Link zu: Wilhelmsaue 138, 13.3.2013
Wilhelmsaue 138, 13.3.2013
Bild: Bezirksamt, KHMM

Der Stolperstein für Lucie Bloch wurde am 30.07.2005 verlegt.

Link zu: Stolperstein für Lucie Bloch
Stolperstein für Lucie Bloch
Bild: Sara Götz, BA

HIER WOHNTE
LUCIE BLOCH
JG. 1881
DEPORTIERT 1942
ERMORDET IN
AUSCHWITZ

Lucie Bloch, am 29. Mai 1881 in Berlin geboren, war wahrscheinlich die jüngere Schwester von Gertrud Bloch, die eine Wäschehandlung führte, und wohnte bei ihr in der Wilhelmsaue 138 in Wilmersdorf. 1936 stand Lucie Bloch als „Expedient“ im Adressbuch.

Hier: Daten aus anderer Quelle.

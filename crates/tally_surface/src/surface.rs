//! The counter surface
//!
//! Wires the counter, its two tap buttons, the pointer router, and the
//! animation scheduler into one host-facing object. A host feeds it raw
//! pointer events and a frame clock; it hands back a [`SurfaceFrame`]
//! snapshot to draw.

use tally_animation::AnimationScheduler;
use tally_core::{event_types, Circle, Point, PointerEvent, SharedHaptics};
use tally_widgets::{
    CountCallback, CounterButton, CounterFrame, Metrics, MetricsError, TallyCounter,
};
use tracing::debug;

use crate::router::{PointerRouter, PressTarget};

/// Static placement of the counter and its buttons within the window
#[derive(Clone, Copy, Debug)]
struct Layout {
    metrics: Metrics,
    /// Center of the counter pill (and of the circle at rest)
    pill_center: Point,
    /// Vertical center of the button row
    buttons_y: f32,
}

impl Layout {
    fn new(width: f32, height: f32, metrics: Metrics) -> Self {
        let pill_center = Point::new(width / 2.0, height * 0.45);
        Self {
            metrics,
            pill_center,
            buttons_y: pill_center.y + metrics.counter_height,
        }
    }

    /// The draggable circle at its current translation
    fn circle_region(&self, tx: f32, ty: f32) -> Circle {
        Circle::new(
            Point::new(self.pill_center.x + tx, self.pill_center.y + ty),
            self.metrics.circle_diameter / 2.0,
        )
    }

    fn minus_region(&self) -> Circle {
        Circle::new(
            Point::new(self.pill_center.x - self.metrics.button_offset, self.buttons_y),
            self.metrics.button_diameter / 2.0,
        )
    }

    fn plus_region(&self) -> Circle {
        Circle::new(
            Point::new(self.pill_center.x + self.metrics.button_offset, self.buttons_y),
            self.metrics.button_diameter / 2.0,
        )
    }
}

/// One frame of renderable state for the whole surface
#[derive(Clone, Debug)]
pub struct SurfaceFrame {
    pub counter: CounterFrame,
    /// Press highlight of the − button, in [0, 1]
    pub minus_highlight: f32,
    /// Press highlight of the + button, in [0, 1]
    pub plus_highlight: f32,
}

pub struct Surface {
    scheduler: AnimationScheduler,
    layout: Layout,
    counter: TallyCounter,
    minus: CounterButton,
    plus: CounterButton,
    router: PointerRouter,
}

impl Surface {
    pub fn new(width: f32, height: f32) -> Result<Self, MetricsError> {
        let metrics = Metrics::from_window_width(width)?;
        let layout = Layout::new(width, height, metrics);
        let scheduler = AnimationScheduler::new();
        let counter = TallyCounter::new(scheduler.handle(), metrics);
        let minus = CounterButton::new(scheduler.handle(), "-");
        let plus = CounterButton::new(scheduler.handle(), "+");
        Ok(Self {
            scheduler,
            layout,
            counter,
            minus,
            plus,
            router: PointerRouter::new(),
        })
    }

    pub fn with_haptics(mut self, haptics: SharedHaptics) -> Self {
        self.counter = self.counter.with_haptics(haptics.clone());
        self.minus = self.minus.with_haptics(haptics.clone());
        self.plus = self.plus.with_haptics(haptics);
        self
    }

    pub fn on_count(mut self, callback: CountCallback) -> Self {
        self.counter = self.counter.on_count(callback);
        self
    }

    pub fn count(&self) -> i32 {
        self.counter.count()
    }

    /// Feed one pointer event from the host
    pub fn handle_pointer(&mut self, event: PointerEvent) {
        match event.event_type {
            event_types::POINTER_DOWN => self.pointer_down(event.position),
            event_types::POINTER_MOVE | event_types::DRAG => self.pointer_move(event.position),
            event_types::POINTER_UP | event_types::DRAG_END => self.pointer_up(),
            event_types::POINTER_CANCEL => self.pointer_cancel(),
            _ => {}
        }
    }

    fn pointer_down(&mut self, position: Point) {
        let Some(target) = self.hit_test(position) else {
            return;
        };
        if !self.router.begin(target, position) {
            return;
        }
        match target {
            PressTarget::Circle => {
                self.counter.press_begin();
                self.counter.gesture_begin();
            }
            PressTarget::Minus => {
                if self.minus.handle_event(event_types::POINTER_DOWN) {
                    self.counter.count_down();
                }
            }
            PressTarget::Plus => {
                if self.plus.handle_event(event_types::POINTER_DOWN) {
                    self.counter.count_up();
                }
            }
        }
    }

    fn pointer_move(&mut self, position: Point) {
        if self.router.pressed_target() != Some(PressTarget::Circle) {
            return;
        }
        if let Some(translation) = self.router.translation(position) {
            self.counter.gesture_update(translation);
        }
    }

    fn pointer_up(&mut self) {
        match self.router.release() {
            Some(PressTarget::Circle) => self.counter.gesture_end(),
            Some(PressTarget::Minus) => {
                self.minus.handle_event(event_types::POINTER_UP);
            }
            Some(PressTarget::Plus) => {
                self.plus.handle_event(event_types::POINTER_UP);
            }
            None => {}
        }
    }

    fn pointer_cancel(&mut self) {
        let target = self.router.release();
        self.cancel_press(target);
    }

    fn cancel_press(&mut self, target: Option<PressTarget>) {
        match target {
            Some(PressTarget::Circle) => self.counter.gesture_cancel(),
            Some(PressTarget::Minus) => {
                self.minus.handle_event(event_types::POINTER_CANCEL);
            }
            Some(PressTarget::Plus) => {
                self.plus.handle_event(event_types::POINTER_CANCEL);
            }
            None => {}
        }
    }

    /// Advance animations and the acceleration engine by `dt` seconds
    pub fn advance(&mut self, dt: f32) {
        self.scheduler.advance(dt);
        self.counter.update();
        if let Some(target) = self.router.tick(dt * 1000.0) {
            debug!(target = ?target, "max-hold fail-safe tripped");
            self.cancel_press(Some(target));
        }
    }

    /// Snapshot everything the renderer needs for this frame
    pub fn frame(&self) -> SurfaceFrame {
        SurfaceFrame {
            counter: self.counter.frame(),
            minus_highlight: self.minus.highlight(),
            plus_highlight: self.plus.highlight(),
        }
    }

    fn hit_test(&self, position: Point) -> Option<PressTarget> {
        let counter = self.counter.frame();
        if self
            .layout
            .circle_region(counter.tx, counter.ty)
            .contains(position)
        {
            return Some(PressTarget::Circle);
        }
        if self.layout.minus_region().contains(position) {
            return Some(PressTarget::Minus);
        }
        if self.layout.plus_region().contains(position) {
            return Some(PressTarget::Plus);
        }
        None
    }

    /// Center of the circle at rest; handy for synthesizing events in hosts
    pub fn circle_center(&self) -> Point {
        self.layout.pill_center
    }

    pub fn minus_center(&self) -> Point {
        self.layout.minus_region().center
    }

    pub fn plus_center(&self) -> Point {
        self.layout.plus_region().center
    }
}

Im Adressbuch war unter dieser Anschrift bis 1936 Gertrud Bloch mit dem Zusatz „Direktrice“ eingetragen. Von 1937 bis 1940 stand, auch im Branchenverzeichnis, die Wäschehandlung von Gertrud Bloch, und sie war noch 1941 als Rentnerin verzeichnet, 1942 aber nicht mehr. Lucie Bloch war bei der Volkszählung 1939 allein dort gemeldet.

Sie wurde am 25. September 1942 aus dem Sammellager an der Großen Hamburger Straße 26 mit 100 überwiegend alten Menschen – mit 61 Jahren war Lucie Bloch darunter – in verriegelten Sonderwagen, die an den fahrplanmäßigen Zug angehängt wurden, vom Anhalter Bahnhof nach Theresienstadt deportiert. Auf der Deportationsliste war sie mit der Adresse Wilhelmsaue 138 registriert. Zwei Jahre später wurde sie nach Auschwitz weiterdeportiert. Dort kam sie am 9. Oktober 1944 mit 1599 Menschen an, von denen fast alle sofort ermordet wurden. Nur 72 von ihnen erlebten die Befreiung des Vernichtungslagers.

Über Gertrud Bloch ist weiter nichts bekannt. Da sie auf keiner Deportationsliste auftaucht, ist sie vermutlich 1941 gestorben.